On 2/24/23 11:35, Qing Zhao via Gcc-patches wrote:

gcc/c-family/ChangeLog:

        * c.opt: New option -Wgnu-variable-sized-type-not-at-end.

gcc/c/ChangeLog:

        * c-decl.cc (finish_struct): Issue warnings for new option.

gcc/ChangeLog:

        * doc/extend.texi: Document GCC extension on a structure containing
        a flexible array member to be a member of another structure.

gcc/testsuite/ChangeLog:

        * gcc.dg/variable-sized-type-flex-array.c: New test.

I'm only a documentation (and nios2) maintainer so I cannot approve adding a new option or warning. I was going to review the documentation parts, at least, but I think this proposal is technically flawed because it is trying to document something that is undefined behavior in ways that it doesn't actually behave on all targets.

diff --git a/gcc/doc/extend.texi b/gcc/doc/extend.texi
index c1122916255..e278148c332 100644
--- a/gcc/doc/extend.texi
+++ b/gcc/doc/extend.texi
@@ -1748,7 +1748,53 @@ Flexible array members may only appear as the last 
member of a
  A structure containing a flexible array member, or a union containing
  such a structure (possibly recursively), may not be a member of a
  structure or an element of an array.  (However, these uses are
-permitted by GCC as extensions.)
+permitted by GCC as extensions, see details below.)
+@end itemize
+
+GCC extension accepts a structure containing an ISO C99 @dfn{flexible array
+member}, or a union containing such a structure (possibly recursively)
+to be a member of a structure.
+
+There are two situations:
+
+@itemize @bullet
+@item
+The structure with a C99 flexible array member is the last field of another
+structure, for example:
+
+@smallexample
+struct flex  @{ int length; char data[]; @};
+union union_flex @{ int others; struct flex f; @};
+
+struct out_flex_struct @{ int m; struct flex flex_data; @};
+struct out_flex_union @{ int n; union union_flex flex_data; @};
+@end smallexample
+
+In the above, both @code{out_flex_struct.flex_data.data[]} and
+@code{out_flex_union.flex_data.f.data[]} are considered as flexible arrays too.
+
+
+@item
+The structure with a C99 flexible array member is the middle field of another
+structure, for example:
+
+@smallexample
+struct flex  @{ int length; char data[]; @};
+
+struct mid_flex @{ int m; struct flex flex_data; int n; @};
+@end smallexample
+
+In the above, @code{mid_flex.flex_data.data[]} is allowed to be extended
+flexibly to the padding.  E.g, up to 4 elements.

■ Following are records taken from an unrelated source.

use std::cell::{Ref, RefCell};
use std::rc::Rc;

use widget_core::{HostNode, LayoutHost, MemoryScene, TreeConfig, Widget, WidgetId, WidgetTree};

/// Layout host that remembers every rebuild hint it receives.
#[derive(Debug, Default)]
pub struct RecordingLayout {
    requests: Vec<HostNode>,
}

impl RecordingLayout {
    pub fn new() -> Self {
        Self::default()
    }

    pub fn requests(&self) -> &[HostNode] {
        &self.requests
    }

    pub fn take_requests(&mut self) -> Vec<HostNode> {
        std::mem::take(&mut self.requests)
    }
}

impl LayoutHost for RecordingLayout {
    fn request_rebuild(&mut self, node: HostNode) {
        self.requests.push(node);
    }
}

/// Headless harness for exercising widget trees in tests.
///
/// Owns a tree wired to an in-memory scene and a recording layout host, and
/// exposes helpers for ticking until the tree settles.
pub struct TreeTestRule {
    tree: WidgetTree,
    scene: Rc<RefCell<MemoryScene>>,
    layout: Rc<RefCell<RecordingLayout>>,
    root: Option<WidgetId>,
    max_ticks: usize,
}

impl TreeTestRule {
    pub const DEFAULT_MAX_TICKS: usize = 64;

    pub fn new() -> Self {
        Self::with_config(TreeConfig::default())
    }

    pub fn with_config(config: TreeConfig) -> Self {
        let scene = Rc::new(RefCell::new(MemoryScene::new()));
        let layout = Rc::new(RefCell::new(RecordingLayout::new()));
        let tree = WidgetTree::with_config(config)
            .with_scene(Rc::clone(&scene))
            .with_layout(Rc::clone(&layout));
        Self {
            tree,
            scene,
            layout,
            root: None,
            max_ticks: Self::DEFAULT_MAX_TICKS,
        }
    }

    /// Caps the number of ticks [`pump_until_idle`](Self::pump_until_idle) runs.
    pub fn with_max_ticks(mut self, max_ticks: usize) -> Self {
        self.max_ticks = max_ticks.max(1);
        self
    }

    /// Spawns `widget` as the root and ticks until the tree is idle.
    pub fn set_content<T: Widget>(&mut self, widget: T) -> WidgetId {
        let root = self.tree.spawn_root(widget);
        self.root = Some(root);
        self.pump_until_idle();
        root
    }

    pub fn tick(&mut self) {
        self.tree.tick();
    }

    /// Ticks until no refresh or release is pending. Returns the number of
    /// ticks run; stops at the tick cap even if work remains.
    pub fn pump_until_idle(&mut self) -> usize {
        let mut ticks = 0;
        while self.tree.needs_tick() {
            if ticks == self.max_ticks {
                log::warn!("tree still busy after {ticks} ticks");
                break;
            }
            self.tree.tick();
            ticks += 1;
        }
        ticks
    }

    pub fn is_idle(&self) -> bool {
        !self.tree.needs_tick()
    }

    pub fn root_id(&self) -> Option<WidgetId> {
        self.root
    }

    pub fn tree(&self) -> &WidgetTree {
        &self.tree
    }

    pub fn tree_mut(&mut self) -> &mut WidgetTree {
        &mut self.tree
    }

    pub fn scene(&self) -> Ref<'_, MemoryScene> {
        self.scene.borrow()
    }

    /// Host nodes of the children of `id` as the scene currently orders them.
    pub fn scene_children(&self, id: WidgetId) -> Vec<HostNode> {
        match self.tree.host(id) {
            Some(host) => self.scene.borrow().children(host).to_vec(),
            None => Vec::new(),
        }
    }

    pub fn layout_requests(&self) -> Vec<HostNode> {
        self.layout.borrow().requests().to_vec()
    }

    pub fn take_layout_requests(&mut self) -> Vec<HostNode> {
        self.layout.borrow_mut().take_requests()
    }

    /// The widget tree below the root, one node per line.
    pub fn dump_tree(&self) -> String {
        match self.root {
            Some(root) => self.tree.dump_tree(root),
            None => String::from("(no root)\n"),
        }
    }

    /// The host scene below the root's host node.
    pub fn dump_scene(&self) -> String {
        let host = self.root.and_then(|root| self.tree.host(root));
        self.scene.borrow().dump_tree(host)
    }
}

impl Default for TreeTestRule {
    fn default() -> Self {
        Self::new()
    }
}

/// Convenience helper for tests that only need temporary access to a
/// [`TreeTestRule`].
pub fn run_test_tree<R>(f: impl FnOnce(&mut TreeTestRule) -> R) -> R {
    let mut rule = TreeTestRule::new();
    f(&mut rule)
}

#[cfg(test)]
mod tests {
    use super::*;
    use crate::widgets::{ItemList, Label};

    #[test]
    fn rule_settles_content_and_records_layout() {
        run_test_tree(|rule| {
            assert!(rule.root_id().is_none());
            assert_eq!(rule.dump_tree(), "(no root)\n");

            let root = rule.set_content(ItemList::new(["a", "b"]));
            assert!(rule.is_idle());
            assert_eq!(rule.root_id(), Some(root));
            assert_eq!(rule.scene_children(root).len(), 2);

            let requests = rule.take_layout_requests();
            let root_host = rule.tree().host(root).unwrap();
            assert!(requests.contains(&root_host));
            assert!(rule.layout_requests().is_empty());

            let children = rule.tree().children(root).to_vec();
            for child in children {
                assert!(rule.tree().is_type::<Label>(child.widget));
            }
        });
    }

    #[test]
    fn pump_reports_the_ticks_run() {
        let mut rule = TreeTestRule::new().with_max_ticks(2);
        let root = rule.tree_mut().spawn_root(Label::new("x"));
        rule.tree_mut().mark_dirty(root, false);
        assert_eq!(rule.pump_until_idle(), 1);
        assert_eq!(rule.pump_until_idle(), 0);
    }
}
use crate::node::CollectionKind;
use crate::widget::{Template, WidgetChild};
use crate::{ContextKey, StatefulWidget, Widget, WidgetId, WidgetTree};

/// Scope over one declaration session.
///
/// Creating a builder begins the session on the parent's collection and
/// dropping it ends the session, on every exit path including unwinding.
/// Children that were declared in the previous session but not in this one
/// are released when the builder goes away.
pub struct Builder<'a> {
    tree: &'a mut WidgetTree,
    parent: WidgetId,
    owner: WidgetId,
    kind: Option<CollectionKind>,
}

impl<'a> Builder<'a> {
    pub(crate) fn open(tree: &'a mut WidgetTree, parent: WidgetId, owner: WidgetId) -> Self {
        let kind = tree.begin_session(parent, owner);
        Self {
            tree,
            parent,
            owner,
            kind,
        }
    }

    pub fn parent(&self) -> WidgetId {
        self.parent
    }

    pub fn owner(&self) -> WidgetId {
        self.owner
    }

    /// `false` when the session could not be opened; declarations then
    /// return `None`.
    pub fn is_open(&self) -> bool {
        self.kind.is_some()
    }

    /// Declares a child in this session's default sorting group.
    pub fn declare<T: Widget + Default>(
        &mut self,
        template: Template<T>,
        key: ContextKey,
    ) -> Option<WidgetChild<T>> {
        let kind = self.kind?;
        let group = self.tree.node(self.parent)?.collection(kind).default_group;
        self.declare_in_group(template, key, group)
    }

    pub fn declare_in_group<T: Widget + Default>(
        &mut self,
        template: Template<T>,
        key: ContextKey,
        group: i32,
    ) -> Option<WidgetChild<T>> {
        let kind = self.kind?;
        self.tree
            .declare_child(self.parent, self.owner, kind, template, key, group)
    }

    /// Declares a child built from the default archetype of `T`.
    pub fn widget<T: Widget + Default>(&mut self, key: ContextKey) -> Option<WidgetChild<T>> {
        self.declare(Template::of(), key)
    }

    /// Opens a nested session declaring children into `child` on behalf of
    /// this builder's owner.
    pub fn children<T>(&mut self, child: &WidgetChild<T>) -> Builder<'_> {
        Builder::open(&mut *self.tree, child.widget, self.owner)
    }

    pub fn with_children<T, R>(
        &mut self,
        child: &WidgetChild<T>,
        f: impl FnOnce(&mut Builder<'_>) -> R,
    ) -> R {
        let mut nested = self.children(child);
        f(&mut nested)
    }

    /// Applies state to a declared child; returns whether it was marked dirty.
    pub fn set_state<W: StatefulWidget>(&mut self, child: &WidgetChild<W>, state: W::State) -> bool {
        match self.tree.set_state::<W>(child.widget, state, false) {
            Ok(dirty) => dirty,
            Err(err) => {
                log::warn!("could not set state: {err}");
                false
            }
        }
    }

    pub fn tree(&self) -> &WidgetTree {
        &*self.tree
    }

    pub fn tree_mut(&mut self) -> &mut WidgetTree {
        &mut *self.tree
    }

    /// Ends the session now rather than at the end of the scope.
    pub fn end(self) {}

    fn finish(&mut self) {
        if let Some(kind) = self.kind.take() {
            self.tree.end_session(self.parent, self.owner, kind);
        }
    }
}

impl Drop for Builder<'_> {
    fn drop(&mut self) {
        self.finish();
    }
}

I think this paragraph is incorrect; how GCC lays out this structure depends on the target and ABI. Looking at output from a GCC 12 nios2-elf build I have handy, I see it is in fact laying out mid_flex so that member n is at the same address at offset 8 as flex_data.data[0], which is not useful at all.

+However, relying on space in struct padding is a bad programming practice,
+compilers do not handle such extension consistently, Any code relying on
+this behavior should be modified to ensure that flexible array members
+only end up at the ends of structures.
+
+Please use warning option  @option{-Wgnu-variable-sized-type-not-at-end} to
+identify all such cases in the source code and modify them.  This extension
+will be deprecated from gcc in the next release.

My suggestion would be to make this a hard error instead of a warning, unless there is some real body of code out there that depends on this feature on a target that actually does insert padding. If it's a warning, it ought to be enabled by default. And, rather than trying to document the behavior, the manual should just say it's undefined.